Imagine a founder who wants to disrupt traditional K-12 education to make the classroom environment more fun. They’d start by selling an education product through the school, hoping that students would eventually use it outside the classroom. The student uses the product in a standard classroom setting, but when school ends for the day or summer break, they continue to utilize it. 

I’ve seen this pattern more than a dozen times. Most only focus on monetizing through select schools and school districts—a highly efficient, scalable model. 

But if the founder wants to truly disrupt the traditional education model and help students, this model won’t work. Their features and roadmap will be dictated by the school’s administration which is fundamentally opposed to disrupting traditional education.

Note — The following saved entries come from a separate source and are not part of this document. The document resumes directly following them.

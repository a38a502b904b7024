//! Model Context Protocol (MCP) server module
//!
//! Exposes post extraction as a single MCP tool over newline-delimited
//! JSON-RPC.

mod server;
mod tools;
/// MCP protocol types
pub mod types;

pub use server::McpServer;
pub use tools::{GetPostTextTool, McpTool, ToolRegistry, GET_POST_TEXT};
pub use types::{
    JsonRpcError, JsonRpcRequest, JsonRpcResponse, McpCapabilities, McpServerInfo,
    McpToolDefinition, Outcome, ToolCallParams, ToolCallResult, ToolContent, JSONRPC_VERSION,
    PROTOCOL_VERSION,
};
//! MCP protocol types
//!
//! JSON-RPC 2.0 envelope plus the MCP tool payloads this server speaks.

use crate::error::McpError;
use serde::{Deserialize, Serialize};
use serde_json::Value;

/// Protocol version reported by `initialize`
pub const PROTOCOL_VERSION: &str = "2024-11-05";

/// Version string carried by every envelope
pub const JSONRPC_VERSION: &str = "2.0";

/// One request line.
///
/// Only `method` is required; a missing `id` is echoed back as `null`.
#[derive(Debug, Clone, Serialize, Deserialize)]
pub struct JsonRpcRequest {
    /// Usually "2.0"; not enforced
    #[serde(default)]
    pub jsonrpc: String,
    /// Method to dispatch
    pub method: String,
    /// Method parameters, if any
    #[serde(default)]
    pub params: Option<Value>,
    /// Correlation id, echoed in the response
    #[serde(default)]
    pub id: Option<Value>,
}

/// One response line.
///
/// `id` is always present; it is `null` when the request had none or could
/// not be parsed. Exactly one of `result` or `error` is serialized.
#[derive(Debug, Clone, Serialize, Deserialize)]
pub struct JsonRpcResponse {
    /// Always "2.0"
    pub jsonrpc: String,
    /// Echoed request id
    #[serde(default)]
    pub id: Value,
    /// `result` or `error`
    #[serde(flatten)]
    pub outcome: Outcome,
}

/// The payload half of a response
#[derive(Debug, Clone, Serialize, Deserialize)]
#[serde(rename_all = "lowercase")]
pub enum Outcome {
    /// Method output
    Result(Value),
    /// Protocol failure
    Error(JsonRpcError),
}

impl JsonRpcResponse {
    fn new(id: Value, outcome: Outcome) -> Self {
        Self {
            jsonrpc: JSONRPC_VERSION.to_string(),
            id,
            outcome,
        }
    }

    /// Response carrying `result`
    pub fn success(id: Value, result: Value) -> Self {
        Self::new(id, Outcome::Result(result))
    }

    /// Response carrying an error object
    pub fn error(id: Value, code: i32, message: impl Into<String>, data: Option<Value>) -> Self {
        Self::new(
            id,
            Outcome::Error(JsonRpcError {
                code,
                message: message.into(),
                data,
            }),
        )
    }

    /// Response for a protocol failure; internal faults go into `data`
    pub fn from_mcp_error(id: Value, err: &McpError) -> Self {
        let data = match err {
            McpError::Internal(fault) => Some(Value::String(fault.clone())),
            _ => None,
        };
        Self::error(id, err.code(), err.to_string(), data)
    }

    /// -32700, always with a `null` id
    pub fn parse_error() -> Self {
        Self::from_mcp_error(Value::Null, &McpError::ParseError)
    }

    /// -32600
    pub fn invalid_request(id: Value) -> Self {
        Self::from_mcp_error(id, &McpError::InvalidRequest)
    }

    /// -32601 for an unknown method
    pub fn method_not_found(id: Value, method: &str) -> Self {
        Self::from_mcp_error(id, &McpError::UnknownMethod(method.to_string()))
    }

    /// -32602
    pub fn invalid_params(id: Value, msg: &str) -> Self {
        Self::from_mcp_error(id, &McpError::InvalidParams(msg.to_string()))
    }

    /// -32603
    pub fn internal_error(id: Value, fault: &str) -> Self {
        Self::from_mcp_error(id, &McpError::Internal(fault.to_string()))
    }

    /// The result payload, if this is a success
    pub fn result(&self) -> Option<&Value> {
        match &self.outcome {
            Outcome::Result(value) => Some(value),
            Outcome::Error(_) => None,
        }
    }

    /// The error object, if this is a failure
    pub fn error_object(&self) -> Option<&JsonRpcError> {
        match &self.outcome {
            Outcome::Error(err) => Some(err),
            Outcome::Result(_) => None,
        }
    }

    /// Whether this is an error response
    pub fn is_error(&self) -> bool {
        matches!(self.outcome, Outcome::Error(_))
    }
}

/// Error object of a failed response
#[derive(Debug, Clone, PartialEq, Serialize, Deserialize)]
pub struct JsonRpcError {
    /// JSON-RPC error code
    pub code: i32,
    /// Human-readable message
    pub message: String,
    /// Fault detail for internal errors
    #[serde(skip_serializing_if = "Option::is_none")]
    pub data: Option<Value>,
}

/// Capabilities advertised by `initialize`; tools only
#[derive(Debug, Clone, Default, Serialize, Deserialize)]
pub struct McpCapabilities {
    /// Present and empty: the tool list never changes
    #[serde(default)]
    pub tools: ToolsCapability,
}

/// The `tools` capability object
#[derive(Debug, Clone, Default, Serialize, Deserialize)]
pub struct ToolsCapability {
    /// Whether tool list changes are notified
    #[serde(default, rename = "listChanged", skip_serializing_if = "std::ops::Not::not")]
    pub list_changed: bool,
}

/// `serverInfo` block of the `initialize` result
#[derive(Debug, Clone, Serialize, Deserialize)]
pub struct McpServerInfo {
    /// Package name
    pub name: String,
    /// Package version
    pub version: String,
}

impl Default for McpServerInfo {
    fn default() -> Self {
        Self {
            name: crate::NAME.to_string(),
            version: crate::VERSION.to_string(),
        }
    }
}

/// One entry of the `list_tools` result
#[derive(Debug, Clone, Serialize, Deserialize)]
pub struct McpToolDefinition {
    /// Name clients call the tool by
    pub name: String,
    /// What the tool does
    pub description: String,
    /// JSON schema of `arguments`
    #[serde(rename = "inputSchema")]
    pub input_schema: Value,
}

/// Parameters for `call_tool`
#[derive(Debug, Clone, Deserialize)]
pub struct ToolCallParams {
    /// Registered tool name; a call without one is an unknown tool
    #[serde(default)]
    pub name: Option<String>,
    /// Tool input; `null` when omitted
    #[serde(default)]
    pub arguments: Value,
}

/// `call_tool` result: content blocks for the client to show
#[derive(Debug, Clone, Serialize, Deserialize)]
pub struct ToolCallResult {
    /// Content blocks, in order
    pub content: Vec<ToolContent>,
    /// Set when the tool itself failed
    #[serde(
        default,
        rename = "isError",
        skip_serializing_if = "std::ops::Not::not"
    )]
    pub is_error: bool,
}

impl ToolCallResult {
    /// A single text block
    pub fn text(text: impl Into<String>) -> Self {
        Self {
            content: vec![ToolContent::text(text)],
            is_error: false,
        }
    }
}

/// Content block, tagged by `type`
#[derive(Debug, Clone, PartialEq, Eq, Serialize, Deserialize)]
#[serde(tag = "type", rename_all = "lowercase")]
pub enum ToolContent {
    /// Plain text
    Text {
        /// Block body
        text: String,
    },
}

impl ToolContent {
    /// Text block
    pub fn text(text: impl Into<String>) -> Self {
        Self::Text { text: text.into() }
    }
}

To be truly disruptive — and effective, the product has to work outside the system. This means it needs a revenue model that treats the student—and by extension, the parent(s)—as the customer instead of the school. This will drive features that encourage at-home and shared usage between the child and parent because it reinforces the value of the product to your buyer.

The two models can work in tandem, but the latter often gets dismissed because it may seem more challenging, less lucrative and less efficient as the channel approach. But by aligning the business model to the founder’s vision of disrupting education with the family in mind, more value will emerge over time. Rather than capturing one year of a student, they can monetize their usage for years.

My message to investors is to realize that good founders have compelling visions and a strong sense of mission. The best guidance you can provide is not convincing them of the best revenue model but finding one that maps to their vision. There is always more than one way to monetize a vision. The best ones aren’t determined by statistics, but by alignment with the founder and market.